▶ [PROBLEM TO WORK ON]: Return every line of the data below that includes the string "EntityIndex".

▶ [WORKING DATA]:
+++
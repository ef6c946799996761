//! Startup configuration for the typedex CLI

use std::fs;
use std::path::PathBuf;

use anyhow::{Context, Result};
use clap::Parser;
use typedex_chart::TypeChart;
use typedex_dex::{EntityIndex, InfoService};

/// Dataset file looked up when neither `--data` nor `TYPEDEX_DATA` is given
pub const DEFAULT_DATASET: &str = "pokemon_data_pokeapi.csv";

#[derive(Parser, Debug)]
#[command(
    name = "typedex",
    version,
    about = "Look up type weaknesses, strengths and counters"
)]
pub struct Config {
    /// CSV dataset with Name, Type1 and Type2 columns
    #[arg(long, env = "TYPEDEX_DATA", default_value = DEFAULT_DATASET)]
    pub data: PathBuf,

    /// JSON type chart to use instead of the built-in one
    #[arg(long, env = "TYPEDEX_CHART")]
    pub chart: Option<PathBuf>,

    /// Print results as JSON
    #[arg(long)]
    pub json: bool,

    /// Names to look up; reads one name per line from stdin when omitted
    pub names: Vec<String>,
}

impl Config {
    /// Load the configured chart, or the built-in one
    pub fn load_chart(&self) -> Result<TypeChart> {
        let Some(path) = &self.chart else {
            return Ok(TypeChart::standard());
        };

        let contents = fs::read_to_string(path)
            .with_context(|| format!("Failed to read type chart from {}", path.display()))?;

        TypeChart::from_json_str(&contents)
            .with_context(|| format!("Invalid type chart in {}", path.display()))
    }

    /// Load chart and dataset into a ready-to-query service
    pub fn load_service(&self) -> Result<InfoService> {
        let chart = self.load_chart()?;
        let index = EntityIndex::from_path(&self.data)
            .with_context(|| format!("Failed to load dataset from {}", self.data.display()))?;

        tracing::info!(
            entities = index.len(),
            dataset = %self.data.display(),
            custom_chart = self.chart.is_some(),
            "Loaded dataset"
        );

        Ok(InfoService::new(chart, index))
    }
}

#[cfg(test)]
mod tests {
    use std::io::Write;

    use tempfile::NamedTempFile;
    use typedex_chart::Type;

    use super::*;

    fn write_temp(contents: &str) -> NamedTempFile {
        let mut file = NamedTempFile::new().unwrap();
        file.write_all(contents.as_bytes()).unwrap();
        file
    }

    fn config(data: PathBuf, chart: Option<PathBuf>) -> Config {
        Config {
            data,
            chart,
            json: false,
            names: Vec::new(),
        }
    }

    #[test]
    fn test_parse_defaults() {
        let config = Config::try_parse_from(["typedex", "Pikachu", "Mew"]).unwrap();
        assert_eq!(config.names, vec!["Pikachu", "Mew"]);
        assert!(!config.json);
        // TYPEDEX_DATA may be set in the environment running the tests
        if std::env::var_os("TYPEDEX_DATA").is_none() {
            assert_eq!(config.data, PathBuf::from(DEFAULT_DATASET));
        }
    }

    #[test]
    fn test_parse_flags() {
        let config = Config::try_parse_from([
            "typedex",
            "--data",
            "dex.csv",
            "--chart",
            "chart.json",
            "--json",
        ])
        .unwrap();
        assert_eq!(config.data, PathBuf::from("dex.csv"));
        assert_eq!(config.chart, Some(PathBuf::from("chart.json")));
        assert!(config.json);
        assert!(config.names.is_empty());
    }

    #[test]
    fn test_load_service() {
        let data = write_temp("Name,Type1,Type2\nCharizard,Fire,Flying\nSquirtle,Water,\n");
        let service = config(data.path().to_path_buf(), None)
            .load_service()
            .unwrap();
        assert_eq!(service.index().len(), 2);
        assert_eq!(service.chart(), &TypeChart::standard());
    }

    #[test]
    fn test_load_custom_chart() {
        let mut chart = serde_json::to_value(TypeChart::standard()).unwrap();
        chart["Normal"]["weak"] = serde_json::json!(["Fighting", "Fairy"]);
        let chart_file = write_temp(&chart.to_string());
        let data = write_temp("Name,Type1,Type2\nSnorlax,Normal,\n");

        let config = config(
            data.path().to_path_buf(),
            Some(chart_file.path().to_path_buf()),
        );
        let service = config.load_service().unwrap();
        assert!(
            service
                .chart()
                .relation_of(Type::Normal)
                .weak
                .contains(Type::Fairy)
        );
    }

    #[test]
    fn test_load_invalid_chart() {
        let chart_file = write_temp(r#"{ "Normal": { "weak": ["Sound"] } }"#);
        let config = config(
            PathBuf::from(DEFAULT_DATASET),
            Some(chart_file.path().to_path_buf()),
        );
        let err = config.load_chart().unwrap_err();
        assert!(format!("{:#}", err).contains("Sound"));
    }

    #[test]
    fn test_load_missing_dataset() {
        let dir = tempfile::tempdir().unwrap();
        let config = config(dir.path().join("missing.csv"), None);
        let err = config.load_service().unwrap_err();
        assert!(err.to_string().contains("missing.csv"));
    }

    #[test]
    fn test_load_bad_dataset_names_row() {
        let data = write_temp("Name,Type1,Type2\nPikachu,Electric,\nMissingno,Bird,\n");
        let err = config(data.path().to_path_buf(), None)
            .load_service()
            .unwrap_err();
        let message = format!("{:#}", err);
        assert!(message.contains("Row 2"));
        assert!(message.contains("Bird"));
    }
}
+++
▶ [RESPONSE AREA]:
use typedex_dex::{EntityIndex, InfoService};
        let index = EntityIndex::from_path(&self.data)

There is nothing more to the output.